It should have been like taking candy from a baby. Yet with every conceivable advantage going for them the filmmaker manages to suck all life from a great rock and rock story, band, and icon. Even worse is the uninspiring document of the music. The Doors were not the greatest band to walk the Earth, but they provided many moments of musical magic in their 5 years and this film captures very little, no heart, no soul, no Love Street. I'm not suggesting filmmakers should participate in myth-building (and of course The Doors needed little help in that regard), but a great documentary can tell the story factually while capturing the general spirit which the fans find rapturous in the music. This film fails on that most important part while managing to make this band's interesting story as flailing and passionless as possible.
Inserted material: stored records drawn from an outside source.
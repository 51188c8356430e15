use std::sync::Arc;

use serde_json::json;
use strata_client::{Client, MemoryTransport, Query};

#[tokio::main(flavor = "current_thread")]
async fn main() -> Result<(), Box<dyn std::error::Error>> {
    let transport = Arc::new(MemoryTransport::new());
    let records = (0..23)
        .map(|n| json!({ "name": format!("cat-{n:02}"), "index": n }))
        .collect();
    transport.seed("cats", records);

    let client = Client::new(transport);
    let mut cats = client
        .fetch_collection("cats", Query::new().with_limit(10))
        .await?;

    let mut page = 1;
    loop {
        println!("page {page} ({} entities)", cats.len());
        while let Some(entity) = cats.next_entity() {
            println!("  {} {}", entity.uuid(), entity.name().unwrap_or("<unnamed>"));
        }
        if !cats.has_next_page() {
            break;
        }
        cats.advance_page().await?;
        page += 1;
    }

    Ok(())
}
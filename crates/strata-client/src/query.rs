use serde::{Deserialize, Serialize};

/// Wire name of the free-text query predicate parameter.
pub const QUERY_PARAM_QL: &str = "ql";
/// Wire name of the page-size parameter.
pub const QUERY_PARAM_LIMIT: &str = "limit";
/// Reserved wire name of the paging cursor parameter. Owned by
/// `PagedCollection`; user-supplied extras under this key are discarded.
pub const QUERY_PARAM_CURSOR: &str = "cursor";

/// Page size the server applies when no explicit limit is sent.
pub const DEFAULT_PAGE_LIMIT: u32 = 10;

/// Query parameters for one collection view.
///
/// Cursors are scoped to the query that produced them; a collection resets
/// its paging state whenever its query is swapped out.
#[derive(Clone, Debug, Default, PartialEq, Serialize, Deserialize)]
pub struct Query {
    ql: Option<String>,
    limit: Option<u32>,
    extra: Vec<(String, String)>,
}

impl Query {
    pub fn new() -> Self {
        Self::default()
    }

    /// Set the free-text query predicate, e.g. `select * where color = 'orange'`.
    pub fn with_ql(mut self, ql: impl Into<String>) -> Self {
        self.ql = Some(ql.into());
        self
    }

    pub fn with_limit(mut self, limit: u32) -> Self {
        self.limit = Some(limit);
        self
    }

    /// Add an arbitrary extra parameter. The reserved `cursor` key is
    /// discarded; paging cursors are staged by the collection itself.
    pub fn with_param(mut self, key: impl Into<String>, value: impl Into<String>) -> Self {
        let key = key.into();
        if key != QUERY_PARAM_CURSOR {
            self.extra.push((key, value.into()));
        }
        self
    }

    pub fn ql(&self) -> Option<&str> {
        self.ql.as_deref()
    }

    pub fn limit(&self) -> Option<u32> {
        self.limit
    }

    /// Render the outgoing query-string pairs, in a stable order.
    pub fn to_params(&self) -> Vec<(String, String)> {
        let mut params = Vec::with_capacity(2 + self.extra.len());
        if let Some(ql) = &self.ql {
            params.push((QUERY_PARAM_QL.to_string(), ql.clone()));
        }
        if let Some(limit) = self.limit {
            params.push((QUERY_PARAM_LIMIT.to_string(), limit.to_string()));
        }
        params.extend(self.extra.iter().cloned());
        params
    }
}

#[cfg(test)]
mod tests {
    use super::*;

    #[test]
    fn to_params_renders_ql_limit_then_extras() {
        let query = Query::new()
            .with_ql("select * where color = 'orange'")
            .with_limit(25)
            .with_param("reversed", "true");

        assert_eq!(
            query.to_params(),
            vec![
                ("ql".to_string(), "select * where color = 'orange'".to_string()),
                ("limit".to_string(), "25".to_string()),
                ("reversed".to_string(), "true".to_string()),
            ]
        );
    }

    #[test]
    fn empty_query_renders_no_params() {
        assert!(Query::new().to_params().is_empty());
    }

    #[test]
    fn reserved_cursor_key_is_discarded() {
        let query = Query::new().with_param("cursor", "stale-token");
        assert!(query.to_params().is_empty());
    }
}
As mentioned they have everything available to them: the blessing and help of the surviving Doors members, family members, a high profile narrator, and unprecedented access to the video archives. Yet the film is surprisingly boring and hopelessly negative. We all know Morrison was a serious substance user but there was so much more to the story, and this film is just a sensationalist look at his abuses and wildness. It's just like with Syd Barrett, where every documentary is obsessed with his personal issues and is unable to balance that with the good things about the person and the magic of the artwork. In the case of both Barrett and Morrison, the whole picture is always obscured by this nonsense. They want to perpetuate the "tragic figure" angle built by the band machinery and the hunger of some fans for it, when with a little digging into friends and family you'll find the reality was not one-dimensional. Morrison was much more than these caricatures, and the surface of his talent and his humor are barely scratched. It's all about Jim in the bottle here, as Barrett docs are always about LSD and mental illness, and Cobain docs always fixated about the final gunshot. It angers me if you can't tell, that these are the superficial, tunnel vision narratives being left to younger generations about these artists. Hopefully future fans will listen to the music and read beyond the surface to get the whole story. Even Oliver Stone's flawed feature about The Doors got closer to the spirit of the band and their music, in my opinion. "When You're Strange" does little to illuminate Jim Morrison, his crucial relationship with Pamela, it gives little insight into the other Doors and who they were, and it manages to reduce their music to the mundane. It's a complete fumble on the one yard line.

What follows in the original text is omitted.